-¿Cómo sabes que este sitio es alquilado? -le preguntó Lali, cuando él estaba alejándose.
Peter se dio la vuelta.
-También me gustaría pedirte algo -murmuró con voz aterciopelada-. Pareces una mujer que sabe complacer bastante bien a los hombres, así que por favor báñate antes de que venga mañana.
-¡Cómo te atreves!
La puerta de la limusina se cerró suavemente. Con la cabeza dándole vueltas, Lali se metió en la casa y se sentó a la mesa de la cocina. Estaba indignada. Por un momento sintió que iba a estallar. ¡La había llegado incluso a amenazar! Pero había que entender que Peter se jugaba demasiado...
¿Cuánto dinero habría dejado Nicolas en metálico? Sintió un escalofrío al pensarlo. Nicolas había sido el propietario de un astillero, un hotel y una cadena de tiendas en Grecia. En el Reino Unido tenía negocios inmobiliarios. Su padre había actuado de forma impulsiva al modificar el testamento.
De pronto, sintió que los ojos se le llenaban de lágrimas. Nicolas siempre le había hablado de Peter con orgullo, afecto y admiración. También le había dicho que, en Grecia, los padres con una buena posición económica, influían en sus hijos, cuando éstos elegían esposa. -¡Se ve que tienes sangre española! -le había respondido ella.
-Mallorquina -le había corregido su padre, orgulloso de haber nacido en Mallorca, a pesar de haber vivido en Grecia más de cuarenta años.
Apretó los puños. ¡Peter Lanzani era un hombre despreciable! La había llamado zorra, guarra y fulana. Y lo peor de todo era que la había acusado de haber terminado con la vida de Nicolas, por el sentimiento de ansiedad que había creado en él. El estómago le dio un vuelco. Ya podía hacer lo que quisiera contra ella, que no estaba dispuesta a ceder. Porque al fin y al cabo el que les había alquilado aquella casa era el tío de Nico. ¡No estaba dispuesta a seguirle el juego a Peter, sólo para que consiguiese la fortuna de Nicolas!

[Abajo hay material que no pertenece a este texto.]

//! A tiny route table: exact matches with a 404 fallback.

use crossterm::event::KeyCode;
use ratatui::{
    Frame,
    layout::{Constraint, Direction, Layout, Rect},
    style::{Color, Modifier, Style},
    widgets::Paragraph,
};
use weft_core::Component;
use weft_core::hooks::event::use_key_handler;
use weft_core::hooks::state::use_state;

/// Where a path lands
#[derive(Debug, Clone, Copy, PartialEq, Eq)]
pub enum RouteTarget {
    Home,
    About,
    NotFound,
}

/// Exact-match routing; unknown paths fall through to the 404 page
pub fn resolve(path: &str) -> RouteTarget {
    match path {
        "/" => RouteTarget::Home,
        "/about" => RouteTarget::About,
        _ => RouteTarget::NotFound,
    }
}

/// Router component: holds the current path in state and switches pages on
/// `h` (home) and `a` (about)
#[derive(Debug, Clone, PartialEq)]
pub struct Router {
    initial: String,
}

impl Router {
    pub fn new(initial: impl Into<String>) -> Self {
        Self {
            initial: initial.into(),
        }
    }
}

impl Default for Router {
    fn default() -> Self {
        Self::new("/")
    }
}

fn page_lines(target: RouteTarget) -> (&'static str, &'static str) {
    match target {
        RouteTarget::Home => ("Home", "You are on Home page"),
        RouteTarget::About => ("About", "You are on About page"),
        RouteTarget::NotFound => ("404", "File not found"),
    }
}

impl Component for Router {
    fn render(&self, area: Rect, frame: &mut Frame) {
        let (path, set_path) = use_state(|| self.initial.clone());

        {
            let set_path = set_path.clone();
            use_key_handler(KeyCode::Char('h'), move || {
                set_path.set("/".to_string());
                true
            });
        }
        {
            let set_path = set_path.clone();
            use_key_handler(KeyCode::Char('a'), move || {
                set_path.set("/about".to_string());
                true
            });
        }

        let chunks = Layout::default()
            .direction(Direction::Vertical)
            .constraints([
                Constraint::Length(1), // nav
                Constraint::Length(1), // title
                Constraint::Min(1),    // body
            ])
            .split(area);

        frame.render_widget(
            Paragraph::new("[h] Home  [a] About").style(Style::default().fg(Color::Cyan)),
            chunks[0],
        );

        let (title, body) = page_lines(resolve(&path.get()));
        frame.render_widget(
            Paragraph::new(title).style(Style::default().add_modifier(Modifier::BOLD)),
            chunks[1],
        );
        frame.render_widget(Paragraph::new(body), chunks[2]);
    }
}
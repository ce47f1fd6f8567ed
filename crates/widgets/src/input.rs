//! A numeric input with an inline validation row.

use crossterm::event::KeyCode;
use ratatui::{
    Frame,
    layout::{Constraint, Direction, Layout, Rect},
    style::{Color, Style},
    widgets::{Block, Borders, Paragraph},
};
use weft_core::Component;
use weft_core::hooks::event::use_key_capture;
use weft_core::hooks::state::use_state;

/// Single-field numeric input. Digits and a leading `-` edit the value;
/// anything that does not parse to a positive number shows the error row.
#[derive(Debug, Clone, PartialEq, Default)]
pub struct NumberInput;

fn accepts(buffer: &str, c: char) -> bool {
    c.is_ascii_digit() || (c == '-' && buffer.is_empty())
}

fn is_valid(buffer: &str) -> bool {
    buffer.parse::<i64>().map(|value| value > 0).unwrap_or(false)
}

impl Component for NumberInput {
    fn render(&self, area: Rect, frame: &mut Frame) {
        let (value, set_value) = use_state(String::new);

        {
            let value = value.clone();
            use_key_capture(move |event| match event.code {
                KeyCode::Char(c) if accepts(&value.get(), c) => {
                    set_value.update(|prev| {
                        let mut next = prev.clone();
                        next.push(c);
                        next
                    });
                    true
                }
                KeyCode::Backspace => {
                    set_value.update(|prev| {
                        let mut next = prev.clone();
                        next.pop();
                        next
                    });
                    true
                }
                _ => false,
            });
        }

        let chunks = Layout::default()
            .direction(Direction::Vertical)
            .constraints([Constraint::Length(3), Constraint::Length(1), Constraint::Min(0)])
            .split(area);

        let buffer = value.get();
        frame.render_widget(
            Paragraph::new(format!("> {buffer}"))
                .block(Block::default().borders(Borders::ALL).title("Amount")),
            chunks[0],
        );

        if !is_valid(&buffer) {
            frame.render_widget(
                Paragraph::new("Invalid value").style(Style::default().fg(Color::Red)),
                chunks[1],
            );
        }
    }
}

-Ese que ha venido era tu hermanastro, ¿no? -Nico se puso a su lado y lo miró a los ojos, que los tenía brillantes de las lágrimas-. ¿A qué otro conocemos que vaya por ahí en limusina?
-Sí era el favorito de Nicolas.
-¿Le has dicho esta vez quién eres? -le preguntó Nico con dulzura.
-¿Para qué? No tengo que decirle nada a ese desgraciado. Si Nicolas no se lo dijo, no soy quién para decírselo.
-Es de suponer que Lanzani vino hasta aquí por lo de la herencia.
Lali reprimió la risa.
-¡No he heredado nada! ¡Nicolas sólo me dejó a Peter!
-¿Cómo dices? -le preguntó Nico, con cara de incredulidad.
-De hecho mi padre intentó imponérmelo, como si yo fuera una niña desvalida que necesitara protección -viendo la cara que ponía Nico, Lali levantó la cabeza y se lo explicó todo. -Dios mío -fue lo único que en un momento determinado del relato dijo Nico, pero a partir de ese momento escuchó con atención.
-Y ese cerdo ignorante y arrogante piensa que yo voy a aceptar -Lali apretó los labios.
Nico se apoyó en el respaldo de la silla.
-Tu padre le ha dejado en una situación bastante comprometida.
-¿Perdón?
Nico movió la cabeza.
-¿Sabes con qué rapidez se puede hundir una empresa si no recibe dinero en metálico? Si el dinero no entra, tampoco sale...
-No sé nada de los negocios que tenía Nicolas, ni tampoco quiero saberlo -contestó Lali. -Piensa un poco Lali. Peter está contra las cuerdas. No es de extrañar que esté tan furioso...
-¿De qué lado estás tú?
-Del de siempre, del lado del sentido común y del beneficio -contestó Nico, sin disculparse-. ¿No te importa que los negocios de tu padre se hundan tan sólo por una cuestión legal? Es evidente que Peter no quiere llevar esto ante los tribunales.
Lali se sonrojó, al darse cuenta de que no había considerado la situación desde los dos puntos de vista.